— Exercise inputs —

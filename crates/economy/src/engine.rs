//! The production engine: a set of loaded planets advanced on a fixed timer.
//!
//! Each loaded planet sits behind its own mutex. The tick and player actions
//! both go through that lock, so an action never interleaves with a tick on
//! the same planet. One engine owns one membership map and one timer thread;
//! any number of engines can coexist.

use std::collections::HashMap;
use std::panic::{self, AssertUnwindSafe};
use std::sync::mpsc::{self, Receiver, RecvTimeoutError, Sender};
use std::sync::{Arc, Mutex, RwLock};
use std::thread::{self, JoinHandle};
use std::time::Duration;

use engine_core::{
    Building, Clock, EconomyConfig, GameError, GameResult, Planet, ResourceStorage, SystemClock,
    TickTimer,
};
use serde::Serialize;

use crate::production::{tick_planet, TickError};

/// What subscribers receive for a planet after a tick or an action.
#[derive(Debug, Clone, PartialEq, Serialize)]
#[serde(rename_all = "camelCase")]
pub struct PlanetUpdate {
    pub planet_id: String,
    pub resources: ResourceStorage,
    pub buildings: Vec<Building>,
}

impl From<&Planet> for PlanetUpdate {
    fn from(planet: &Planet) -> Self {
        Self {
            planet_id: planet.id.clone(),
            resources: planet.resources,
            buildings: planet.buildings.clone(),
        }
    }
}

/// Receives planet updates. Called from the tick thread with no planet
/// lock held, so implementations may call back into the engine.
pub trait PlanetSubscriber: Send + Sync {
    fn planet_updated(&self, update: &PlanetUpdate);
}

impl<F> PlanetSubscriber for F
where
    F: Fn(&PlanetUpdate) + Send + Sync,
{
    fn planet_updated(&self, update: &PlanetUpdate) {
        self(update)
    }
}

/// Forwards updates into an mpsc channel for a transport to drain.
pub struct ChannelSubscriber {
    sender: Mutex<Sender<PlanetUpdate>>,
}

impl ChannelSubscriber {
    pub fn new() -> (Self, Receiver<PlanetUpdate>) {
        let (sender, receiver) = mpsc::channel();
        (
            Self {
                sender: Mutex::new(sender),
            },
            receiver,
        )
    }
}

impl PlanetSubscriber for ChannelSubscriber {
    fn planet_updated(&self, update: &PlanetUpdate) {
        if let Ok(sender) = self.sender.lock() {
            // Receiver gone means nobody is listening any more.
            let _ = sender.send(update.clone());
        }
    }
}

/// Outcome of one pass over the loaded planets.
#[derive(Debug, Default)]
pub struct TickReport {
    pub processed: usize,
    /// Buildings that finished construction or upgrade this tick.
    pub completed_buildings: usize,
    pub skipped: Vec<(String, TickError)>,
}

type SharedPlanet = Arc<Mutex<Planet>>;

struct EngineState {
    planets: RwLock<HashMap<String, SharedPlanet>>,
    subscriber: RwLock<Option<Arc<dyn PlanetSubscriber>>>,
    clock: Arc<dyn Clock>,
    timer: Mutex<TickTimer>,
}

impl EngineState {
    fn subscriber(&self) -> Option<Arc<dyn PlanetSubscriber>> {
        self.subscriber.read().ok().and_then(|s| s.clone())
    }

    /// Loaded planets in id order.
    fn loaded(&self) -> Vec<(String, SharedPlanet)> {
        let mut planets: Vec<_> = match self.planets.read() {
            Ok(map) => map.iter().map(|(id, p)| (id.clone(), Arc::clone(p))).collect(),
            Err(_) => {
                log::error!("Planet registry lock poisoned, nothing to tick");
                return Vec::new();
            }
        };
        planets.sort_by(|a, b| a.0.cmp(&b.0));
        planets
    }

    fn tick_at(&self, now: i64) -> TickReport {
        let dt = match self.timer.lock() {
            Ok(timer) => timer.interval_seconds(),
            Err(poisoned) => poisoned.into_inner().interval_seconds(),
        };
        let subscriber = self.subscriber();
        let mut report = TickReport::default();

        for (id, planet) in self.loaded() {
            let result = panic::catch_unwind(AssertUnwindSafe(|| {
                let update = {
                    let mut guard = planet.lock().map_err(|_| TickError::Poisoned)?;
                    let completed = tick_planet(&mut guard, now, dt)?;
                    (completed, PlanetUpdate::from(&*guard))
                };
                if let Some(subscriber) = &subscriber {
                    subscriber.planet_updated(&update.1);
                }
                Ok::<_, TickError>(update.0)
            }));

            match result {
                Ok(Ok(completed)) => {
                    report.processed += 1;
                    report.completed_buildings += completed;
                }
                Ok(Err(e)) => {
                    log::error!("Skipping planet {} this tick: {}", id, e);
                    report.skipped.push((id, e));
                }
                Err(payload) => {
                    let e = TickError::Panicked(panic_message(payload.as_ref()));
                    log::error!("Skipping planet {} this tick: {}", id, e);
                    report.skipped.push((id, e));
                }
            }
        }

        match self.timer.lock() {
            Ok(mut timer) => timer.record(now),
            Err(poisoned) => poisoned.into_inner().record(now),
        }
        log::trace!(
            "Tick at {}: {} planets, {} skipped",
            now,
            report.processed,
            report.skipped.len()
        );
        report
    }
}

fn panic_message(payload: &(dyn std::any::Any + Send)) -> String {
    if let Some(s) = payload.downcast_ref::<&str>() {
        (*s).to_string()
    } else if let Some(s) = payload.downcast_ref::<String>() {
        s.clone()
    } else {
        "unknown panic".to_string()
    }
}

struct Worker {
    stop: Sender<()>,
    handle: JoinHandle<()>,
}

/// Advances loaded planets once per tick interval on a background thread.
pub struct ProductionEngine {
    state: Arc<EngineState>,
    worker: Mutex<Option<Worker>>,
}

impl ProductionEngine {
    pub fn new(config: &EconomyConfig, clock: Arc<dyn Clock>) -> Self {
        let interval = Duration::from_millis(config.tick_interval_ms.max(1));
        Self {
            state: Arc::new(EngineState {
                planets: RwLock::new(HashMap::new()),
                subscriber: RwLock::new(None),
                clock,
                timer: Mutex::new(TickTimer::new(interval)),
            }),
            worker: Mutex::new(None),
        }
    }

    pub fn with_system_clock(config: &EconomyConfig) -> Self {
        Self::new(config, Arc::new(SystemClock))
    }

    pub fn clock(&self) -> &Arc<dyn Clock> {
        &self.state.clock
    }

    pub fn now_millis(&self) -> i64 {
        self.state.clock.now_millis()
    }

    pub fn set_subscriber(&self, subscriber: Arc<dyn PlanetSubscriber>) {
        if let Ok(mut slot) = self.state.subscriber.write() {
            *slot = Some(subscriber);
        }
    }

    pub fn clear_subscriber(&self) {
        if let Ok(mut slot) = self.state.subscriber.write() {
            *slot = None;
        }
    }

    /// Load a planet, replacing any copy already loaded under the same id.
    pub fn add_planet(&self, planet: Planet) {
        if let Ok(mut map) = self.state.planets.write() {
            log::debug!("Loading planet {}", planet.id);
            map.insert(planet.id.clone(), Arc::new(Mutex::new(planet)));
        }
    }

    /// Unload a planet and hand back its latest state.
    pub fn remove_planet(&self, planet_id: &str) -> Option<Planet> {
        let shared = self.state.planets.write().ok()?.remove(planet_id)?;
        log::debug!("Unloaded planet {}", planet_id);
        let planet = match shared.lock() {
            Ok(guard) => guard.clone(),
            Err(poisoned) => poisoned.into_inner().clone(),
        };
        Some(planet)
    }

    pub fn contains(&self, planet_id: &str) -> bool {
        self.state
            .planets
            .read()
            .map(|map| map.contains_key(planet_id))
            .unwrap_or(false)
    }

    pub fn len(&self) -> usize {
        self.state.planets.read().map(|map| map.len()).unwrap_or(0)
    }

    pub fn is_empty(&self) -> bool {
        self.len() == 0
    }

    pub fn planet_ids(&self) -> Vec<String> {
        self.state.loaded().into_iter().map(|(id, _)| id).collect()
    }

    /// Snapshot of a loaded planet.
    pub fn planet(&self, planet_id: &str) -> Option<Planet> {
        self.with_planet(planet_id, |p| p.clone()).ok()
    }

    /// Snapshots of every loaded planet owned by `user_id`.
    pub fn planets_owned_by(&self, user_id: &str) -> Vec<Planet> {
        self.state
            .loaded()
            .into_iter()
            .filter_map(|(_, shared)| {
                let guard = shared.lock().ok()?;
                guard.is_owned_by(user_id).then(|| guard.clone())
            })
            .collect()
    }

    /// Run `f` on a loaded planet while holding its lock. Ticks on this
    /// planet wait until `f` returns.
    pub fn with_planet<R>(&self, planet_id: &str, f: impl FnOnce(&mut Planet) -> R) -> GameResult<R> {
        let shared = self
            .state
            .planets
            .read()
            .ok()
            .and_then(|map| map.get(planet_id).cloned())
            .ok_or_else(|| GameError::PlanetNotLoaded(planet_id.to_string()))?;
        let mut guard = shared
            .lock()
            .map_err(|_| GameError::PlanetUnavailable(planet_id.to_string()))?;
        Ok(f(&mut guard))
    }

    /// Push the current state of a loaded planet to the subscriber.
    pub fn notify(&self, planet_id: &str) {
        let Some(subscriber) = self.state.subscriber() else {
            return;
        };
        if let Ok(update) = self.with_planet(planet_id, |p| PlanetUpdate::from(&*p)) {
            subscriber.planet_updated(&update);
        }
    }

    /// One tick at the clock's current time.
    pub fn tick(&self) -> TickReport {
        self.state.tick_at(self.state.clock.now_millis())
    }

    /// One tick at an explicit time. Production always covers exactly one
    /// tick interval.
    pub fn tick_at(&self, now_millis: i64) -> TickReport {
        self.state.tick_at(now_millis)
    }

    pub fn tick_interval(&self) -> Duration {
        match self.state.timer.lock() {
            Ok(timer) => timer.interval(),
            Err(poisoned) => poisoned.into_inner().interval(),
        }
    }

    pub fn tick_count(&self) -> u64 {
        match self.state.timer.lock() {
            Ok(timer) => timer.tick_count(),
            Err(poisoned) => poisoned.into_inner().tick_count(),
        }
    }

    /// Start the timer thread. Returns `false` if it was already running.
    pub fn start(&self) -> bool {
        let Ok(mut worker) = self.worker.lock() else {
            return false;
        };
        if worker.is_some() {
            return false;
        }

        let (stop, stop_rx) = mpsc::channel::<()>();
        let state = Arc::clone(&self.state);
        let interval = self.tick_interval();
        let handle = thread::spawn(move || loop {
            match stop_rx.recv_timeout(interval) {
                Err(RecvTimeoutError::Timeout) => {
                    state.tick_at(state.clock.now_millis());
                }
                Ok(()) | Err(RecvTimeoutError::Disconnected) => break,
            }
        });

        *worker = Some(Worker { stop, handle });
        log::info!("Production engine started ({} ms interval)", interval.as_millis());
        true
    }

    /// Stop the timer thread. An in-flight tick finishes first. Returns
    /// `false` if the engine was not running.
    pub fn stop(&self) -> bool {
        let worker = match self.worker.lock() {
            Ok(mut slot) => slot.take(),
            Err(poisoned) => poisoned.into_inner().take(),
        };
        let Some(worker) = worker else {
            return false;
        };

        let _ = worker.stop.send(());
        if worker.handle.join().is_err() {
            log::error!("Production engine thread panicked");
        }
        log::info!("Production engine stopped");
        true
    }

    pub fn restart(&self) -> bool {
        self.stop();
        self.start()
    }

    pub fn is_running(&self) -> bool {
        self.worker
            .lock()
            .map(|worker| worker.is_some())
            .unwrap_or(false)
    }
}

impl Drop for ProductionEngine {
    fn drop(&mut self) {
        self.stop();
    }
}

— Description of the task —
Reply by stating only how many lines in the listing hold the word "ProductionEngine".

— Task answer —
3